- Exercise details
Go over the listing below line by line and tally those containing "StaticCatalog". Give only the tally.

- Data
• • • • •

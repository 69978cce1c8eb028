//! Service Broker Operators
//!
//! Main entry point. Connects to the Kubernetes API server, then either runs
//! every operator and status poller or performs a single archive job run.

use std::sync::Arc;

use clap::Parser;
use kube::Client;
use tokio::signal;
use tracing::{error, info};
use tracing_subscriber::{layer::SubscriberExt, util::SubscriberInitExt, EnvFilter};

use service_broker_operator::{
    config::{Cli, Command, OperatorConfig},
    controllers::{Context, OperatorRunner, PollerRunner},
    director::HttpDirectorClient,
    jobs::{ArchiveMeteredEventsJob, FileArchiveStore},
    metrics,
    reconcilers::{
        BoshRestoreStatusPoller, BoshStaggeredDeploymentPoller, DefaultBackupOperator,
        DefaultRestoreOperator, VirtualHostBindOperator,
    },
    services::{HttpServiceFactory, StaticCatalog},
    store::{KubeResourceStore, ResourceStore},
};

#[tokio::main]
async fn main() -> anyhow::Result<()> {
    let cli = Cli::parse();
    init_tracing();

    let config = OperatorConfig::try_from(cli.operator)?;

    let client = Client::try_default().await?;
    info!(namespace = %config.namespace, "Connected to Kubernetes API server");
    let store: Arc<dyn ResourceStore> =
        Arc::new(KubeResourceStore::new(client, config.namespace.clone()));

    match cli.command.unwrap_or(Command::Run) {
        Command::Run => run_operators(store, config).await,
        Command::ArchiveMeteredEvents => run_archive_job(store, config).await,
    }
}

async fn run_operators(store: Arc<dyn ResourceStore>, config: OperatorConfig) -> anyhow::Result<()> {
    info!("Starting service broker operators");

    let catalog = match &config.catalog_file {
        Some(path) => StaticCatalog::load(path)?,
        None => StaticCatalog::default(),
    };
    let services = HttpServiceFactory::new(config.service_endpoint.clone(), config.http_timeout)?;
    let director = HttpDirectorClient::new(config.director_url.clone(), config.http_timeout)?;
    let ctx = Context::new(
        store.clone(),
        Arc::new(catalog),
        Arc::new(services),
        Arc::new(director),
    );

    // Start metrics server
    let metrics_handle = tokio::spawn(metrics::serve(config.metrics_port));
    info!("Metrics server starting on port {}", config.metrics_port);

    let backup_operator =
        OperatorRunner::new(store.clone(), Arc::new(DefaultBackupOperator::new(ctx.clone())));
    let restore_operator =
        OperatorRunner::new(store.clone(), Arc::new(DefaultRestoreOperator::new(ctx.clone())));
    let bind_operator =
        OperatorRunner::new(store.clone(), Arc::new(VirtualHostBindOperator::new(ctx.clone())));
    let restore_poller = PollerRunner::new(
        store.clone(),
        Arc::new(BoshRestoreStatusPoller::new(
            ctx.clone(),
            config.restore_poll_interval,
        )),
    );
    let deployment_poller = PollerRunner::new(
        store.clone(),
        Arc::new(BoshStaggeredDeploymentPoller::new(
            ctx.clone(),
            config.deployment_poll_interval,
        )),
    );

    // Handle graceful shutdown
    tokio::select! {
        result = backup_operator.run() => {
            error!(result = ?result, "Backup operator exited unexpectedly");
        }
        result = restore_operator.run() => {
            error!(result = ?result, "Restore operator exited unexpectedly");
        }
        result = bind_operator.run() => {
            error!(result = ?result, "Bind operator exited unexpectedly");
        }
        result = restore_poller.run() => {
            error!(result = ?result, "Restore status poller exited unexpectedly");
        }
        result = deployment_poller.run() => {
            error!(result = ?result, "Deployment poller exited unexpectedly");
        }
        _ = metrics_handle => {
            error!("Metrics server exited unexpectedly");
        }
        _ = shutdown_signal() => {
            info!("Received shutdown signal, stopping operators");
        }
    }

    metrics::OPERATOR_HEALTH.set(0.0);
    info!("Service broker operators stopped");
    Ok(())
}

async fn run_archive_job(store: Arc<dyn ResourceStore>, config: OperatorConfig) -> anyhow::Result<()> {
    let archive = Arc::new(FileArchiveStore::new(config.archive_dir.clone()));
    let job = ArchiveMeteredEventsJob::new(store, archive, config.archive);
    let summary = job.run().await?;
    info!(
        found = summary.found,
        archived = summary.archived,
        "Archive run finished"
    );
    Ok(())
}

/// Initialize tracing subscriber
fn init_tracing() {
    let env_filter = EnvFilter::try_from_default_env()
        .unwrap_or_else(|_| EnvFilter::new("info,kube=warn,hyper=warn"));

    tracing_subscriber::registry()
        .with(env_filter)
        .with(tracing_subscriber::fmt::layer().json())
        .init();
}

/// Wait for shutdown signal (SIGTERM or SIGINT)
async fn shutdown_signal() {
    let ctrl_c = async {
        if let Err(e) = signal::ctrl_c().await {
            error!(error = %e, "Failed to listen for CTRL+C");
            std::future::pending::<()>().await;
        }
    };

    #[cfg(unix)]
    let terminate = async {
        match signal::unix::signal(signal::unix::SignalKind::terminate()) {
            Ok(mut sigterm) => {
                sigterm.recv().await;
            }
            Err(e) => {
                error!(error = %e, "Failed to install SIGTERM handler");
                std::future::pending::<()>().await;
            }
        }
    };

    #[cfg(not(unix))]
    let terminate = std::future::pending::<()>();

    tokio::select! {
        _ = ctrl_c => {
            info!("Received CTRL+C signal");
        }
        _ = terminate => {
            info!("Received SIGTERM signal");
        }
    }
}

• • • • •

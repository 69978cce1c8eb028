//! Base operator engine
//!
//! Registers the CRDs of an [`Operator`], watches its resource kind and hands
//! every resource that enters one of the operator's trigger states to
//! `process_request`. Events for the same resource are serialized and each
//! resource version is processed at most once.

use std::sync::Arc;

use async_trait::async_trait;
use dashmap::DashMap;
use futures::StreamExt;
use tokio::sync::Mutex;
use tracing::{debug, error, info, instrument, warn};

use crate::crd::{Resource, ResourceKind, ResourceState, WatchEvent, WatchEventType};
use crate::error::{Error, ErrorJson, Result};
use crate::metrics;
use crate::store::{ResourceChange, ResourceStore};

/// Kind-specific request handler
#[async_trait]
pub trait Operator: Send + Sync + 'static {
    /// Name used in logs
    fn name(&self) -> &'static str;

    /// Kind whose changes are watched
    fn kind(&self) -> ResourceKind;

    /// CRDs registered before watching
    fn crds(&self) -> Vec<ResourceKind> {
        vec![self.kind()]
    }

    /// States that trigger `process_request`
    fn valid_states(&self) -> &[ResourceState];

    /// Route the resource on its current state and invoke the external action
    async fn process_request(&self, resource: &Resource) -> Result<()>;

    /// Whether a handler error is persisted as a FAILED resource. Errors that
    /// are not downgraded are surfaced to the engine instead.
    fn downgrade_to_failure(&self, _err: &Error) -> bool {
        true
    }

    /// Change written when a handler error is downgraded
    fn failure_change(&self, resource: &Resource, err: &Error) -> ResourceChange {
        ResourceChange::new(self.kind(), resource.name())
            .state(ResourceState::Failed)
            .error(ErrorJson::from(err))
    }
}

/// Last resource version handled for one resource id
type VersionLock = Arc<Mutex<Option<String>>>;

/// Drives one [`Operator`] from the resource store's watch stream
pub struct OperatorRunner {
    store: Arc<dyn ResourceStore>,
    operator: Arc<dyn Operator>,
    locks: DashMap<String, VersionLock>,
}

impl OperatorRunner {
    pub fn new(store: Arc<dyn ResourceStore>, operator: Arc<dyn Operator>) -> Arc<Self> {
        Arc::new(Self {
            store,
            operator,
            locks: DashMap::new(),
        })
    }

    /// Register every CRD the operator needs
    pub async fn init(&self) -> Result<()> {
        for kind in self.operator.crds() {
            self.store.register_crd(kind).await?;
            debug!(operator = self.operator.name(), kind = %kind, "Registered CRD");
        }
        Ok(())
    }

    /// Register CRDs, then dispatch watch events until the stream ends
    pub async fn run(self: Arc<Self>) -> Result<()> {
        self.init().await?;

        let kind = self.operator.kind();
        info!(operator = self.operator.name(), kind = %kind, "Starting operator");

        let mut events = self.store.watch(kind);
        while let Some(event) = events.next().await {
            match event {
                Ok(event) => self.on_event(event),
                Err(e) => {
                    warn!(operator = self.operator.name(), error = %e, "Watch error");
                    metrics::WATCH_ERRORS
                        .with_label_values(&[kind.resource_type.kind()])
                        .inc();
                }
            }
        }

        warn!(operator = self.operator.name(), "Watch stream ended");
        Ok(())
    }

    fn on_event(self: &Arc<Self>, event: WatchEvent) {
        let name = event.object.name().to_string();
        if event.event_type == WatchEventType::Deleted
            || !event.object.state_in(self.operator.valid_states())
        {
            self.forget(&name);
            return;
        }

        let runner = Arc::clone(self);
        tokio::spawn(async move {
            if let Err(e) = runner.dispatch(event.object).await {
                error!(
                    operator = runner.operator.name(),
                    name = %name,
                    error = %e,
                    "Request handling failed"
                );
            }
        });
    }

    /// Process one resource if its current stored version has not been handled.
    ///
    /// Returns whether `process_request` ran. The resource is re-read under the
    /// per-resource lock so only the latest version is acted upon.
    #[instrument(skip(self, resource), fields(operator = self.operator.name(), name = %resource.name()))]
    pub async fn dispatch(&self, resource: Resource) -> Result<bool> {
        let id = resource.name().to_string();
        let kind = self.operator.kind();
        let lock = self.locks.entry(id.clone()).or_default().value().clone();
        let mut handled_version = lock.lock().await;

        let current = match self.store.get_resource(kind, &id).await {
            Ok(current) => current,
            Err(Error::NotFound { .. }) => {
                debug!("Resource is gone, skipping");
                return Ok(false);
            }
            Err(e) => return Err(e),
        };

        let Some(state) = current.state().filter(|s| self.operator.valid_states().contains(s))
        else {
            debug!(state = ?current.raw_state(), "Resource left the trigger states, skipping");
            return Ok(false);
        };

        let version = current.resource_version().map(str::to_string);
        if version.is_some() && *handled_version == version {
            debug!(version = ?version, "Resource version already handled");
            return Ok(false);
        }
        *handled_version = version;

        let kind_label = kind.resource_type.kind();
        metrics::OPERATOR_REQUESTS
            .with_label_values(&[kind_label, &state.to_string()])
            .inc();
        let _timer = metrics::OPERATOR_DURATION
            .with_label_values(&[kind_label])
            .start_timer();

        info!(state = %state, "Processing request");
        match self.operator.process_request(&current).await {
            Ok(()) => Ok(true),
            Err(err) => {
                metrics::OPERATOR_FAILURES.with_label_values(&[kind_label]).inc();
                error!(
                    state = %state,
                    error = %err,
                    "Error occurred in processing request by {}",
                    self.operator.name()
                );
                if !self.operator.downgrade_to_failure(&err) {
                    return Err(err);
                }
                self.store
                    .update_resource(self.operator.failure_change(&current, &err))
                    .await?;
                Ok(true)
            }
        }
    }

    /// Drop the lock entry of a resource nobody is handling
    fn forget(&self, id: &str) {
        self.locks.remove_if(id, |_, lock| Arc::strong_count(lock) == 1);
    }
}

• • • • •

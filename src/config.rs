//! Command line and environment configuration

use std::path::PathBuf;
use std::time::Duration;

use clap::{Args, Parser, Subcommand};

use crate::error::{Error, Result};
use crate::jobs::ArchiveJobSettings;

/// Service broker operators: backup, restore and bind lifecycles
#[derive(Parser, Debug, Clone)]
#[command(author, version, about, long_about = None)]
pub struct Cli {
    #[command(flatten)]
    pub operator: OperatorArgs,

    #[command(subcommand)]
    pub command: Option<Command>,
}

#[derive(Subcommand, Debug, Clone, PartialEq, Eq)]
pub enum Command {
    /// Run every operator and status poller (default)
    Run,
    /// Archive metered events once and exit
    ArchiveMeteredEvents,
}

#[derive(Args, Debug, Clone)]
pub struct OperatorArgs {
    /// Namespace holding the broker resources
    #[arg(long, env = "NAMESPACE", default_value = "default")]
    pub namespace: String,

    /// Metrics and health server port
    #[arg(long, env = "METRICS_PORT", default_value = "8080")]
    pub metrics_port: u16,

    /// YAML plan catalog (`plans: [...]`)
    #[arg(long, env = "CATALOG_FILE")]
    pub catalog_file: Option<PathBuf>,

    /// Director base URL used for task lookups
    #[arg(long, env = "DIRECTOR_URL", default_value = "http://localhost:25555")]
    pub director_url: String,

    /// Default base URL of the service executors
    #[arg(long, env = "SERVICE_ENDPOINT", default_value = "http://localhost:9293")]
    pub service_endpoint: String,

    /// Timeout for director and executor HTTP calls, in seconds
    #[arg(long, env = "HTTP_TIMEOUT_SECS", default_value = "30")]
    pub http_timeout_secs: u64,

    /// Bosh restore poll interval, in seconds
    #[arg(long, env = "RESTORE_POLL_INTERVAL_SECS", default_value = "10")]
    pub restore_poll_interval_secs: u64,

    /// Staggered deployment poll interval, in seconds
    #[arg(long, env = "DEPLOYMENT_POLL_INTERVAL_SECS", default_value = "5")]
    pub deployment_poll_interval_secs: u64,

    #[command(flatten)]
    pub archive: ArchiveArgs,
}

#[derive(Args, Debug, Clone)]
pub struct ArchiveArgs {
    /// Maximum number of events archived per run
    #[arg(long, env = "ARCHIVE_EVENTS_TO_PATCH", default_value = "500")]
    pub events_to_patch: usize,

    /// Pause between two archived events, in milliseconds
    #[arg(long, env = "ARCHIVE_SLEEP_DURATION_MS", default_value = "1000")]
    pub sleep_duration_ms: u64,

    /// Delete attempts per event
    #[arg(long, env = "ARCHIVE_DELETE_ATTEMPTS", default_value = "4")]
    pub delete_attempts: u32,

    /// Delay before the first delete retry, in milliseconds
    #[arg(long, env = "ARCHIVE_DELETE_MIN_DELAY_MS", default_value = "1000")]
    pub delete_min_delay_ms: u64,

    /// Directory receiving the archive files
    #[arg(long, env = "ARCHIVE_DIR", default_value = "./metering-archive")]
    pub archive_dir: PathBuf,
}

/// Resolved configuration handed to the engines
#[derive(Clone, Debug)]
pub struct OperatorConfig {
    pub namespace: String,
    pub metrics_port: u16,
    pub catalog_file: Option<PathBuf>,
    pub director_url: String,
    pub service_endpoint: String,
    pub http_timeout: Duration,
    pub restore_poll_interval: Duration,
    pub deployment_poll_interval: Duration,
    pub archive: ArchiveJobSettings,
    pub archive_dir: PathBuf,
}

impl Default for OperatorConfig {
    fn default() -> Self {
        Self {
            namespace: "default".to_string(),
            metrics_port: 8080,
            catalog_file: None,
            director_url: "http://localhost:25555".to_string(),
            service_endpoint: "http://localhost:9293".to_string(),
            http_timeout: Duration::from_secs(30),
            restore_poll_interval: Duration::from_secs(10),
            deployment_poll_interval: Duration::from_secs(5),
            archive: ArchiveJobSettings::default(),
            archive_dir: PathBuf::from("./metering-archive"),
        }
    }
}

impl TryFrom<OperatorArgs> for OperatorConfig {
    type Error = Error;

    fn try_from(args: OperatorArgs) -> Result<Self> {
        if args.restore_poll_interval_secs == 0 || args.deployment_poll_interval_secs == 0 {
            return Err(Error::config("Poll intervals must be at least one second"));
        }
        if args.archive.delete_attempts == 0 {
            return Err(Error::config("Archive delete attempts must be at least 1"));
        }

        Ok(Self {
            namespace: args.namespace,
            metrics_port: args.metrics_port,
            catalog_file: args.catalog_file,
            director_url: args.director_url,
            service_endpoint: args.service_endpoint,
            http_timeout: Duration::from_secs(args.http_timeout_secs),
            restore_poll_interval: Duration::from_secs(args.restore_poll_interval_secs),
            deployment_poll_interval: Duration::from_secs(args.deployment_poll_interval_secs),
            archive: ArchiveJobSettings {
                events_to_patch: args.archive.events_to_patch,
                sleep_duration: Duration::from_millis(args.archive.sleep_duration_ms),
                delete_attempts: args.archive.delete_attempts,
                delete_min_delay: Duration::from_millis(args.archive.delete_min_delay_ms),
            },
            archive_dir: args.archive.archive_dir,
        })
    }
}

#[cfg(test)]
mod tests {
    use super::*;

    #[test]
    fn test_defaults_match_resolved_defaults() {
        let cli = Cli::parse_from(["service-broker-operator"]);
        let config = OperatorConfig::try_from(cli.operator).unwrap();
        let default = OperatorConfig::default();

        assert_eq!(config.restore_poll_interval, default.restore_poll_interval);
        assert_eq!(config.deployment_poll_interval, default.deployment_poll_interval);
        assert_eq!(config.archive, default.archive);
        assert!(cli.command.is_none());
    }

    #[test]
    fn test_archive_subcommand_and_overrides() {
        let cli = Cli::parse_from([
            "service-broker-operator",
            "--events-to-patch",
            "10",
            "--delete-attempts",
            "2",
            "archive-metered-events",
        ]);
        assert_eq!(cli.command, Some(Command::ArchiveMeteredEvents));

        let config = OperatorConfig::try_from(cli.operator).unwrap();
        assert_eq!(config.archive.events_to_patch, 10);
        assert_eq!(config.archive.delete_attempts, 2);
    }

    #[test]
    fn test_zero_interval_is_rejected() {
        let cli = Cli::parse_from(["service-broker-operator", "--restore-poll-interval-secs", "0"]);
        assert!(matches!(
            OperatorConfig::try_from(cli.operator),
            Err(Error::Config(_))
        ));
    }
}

• • • • •

- Answer space
3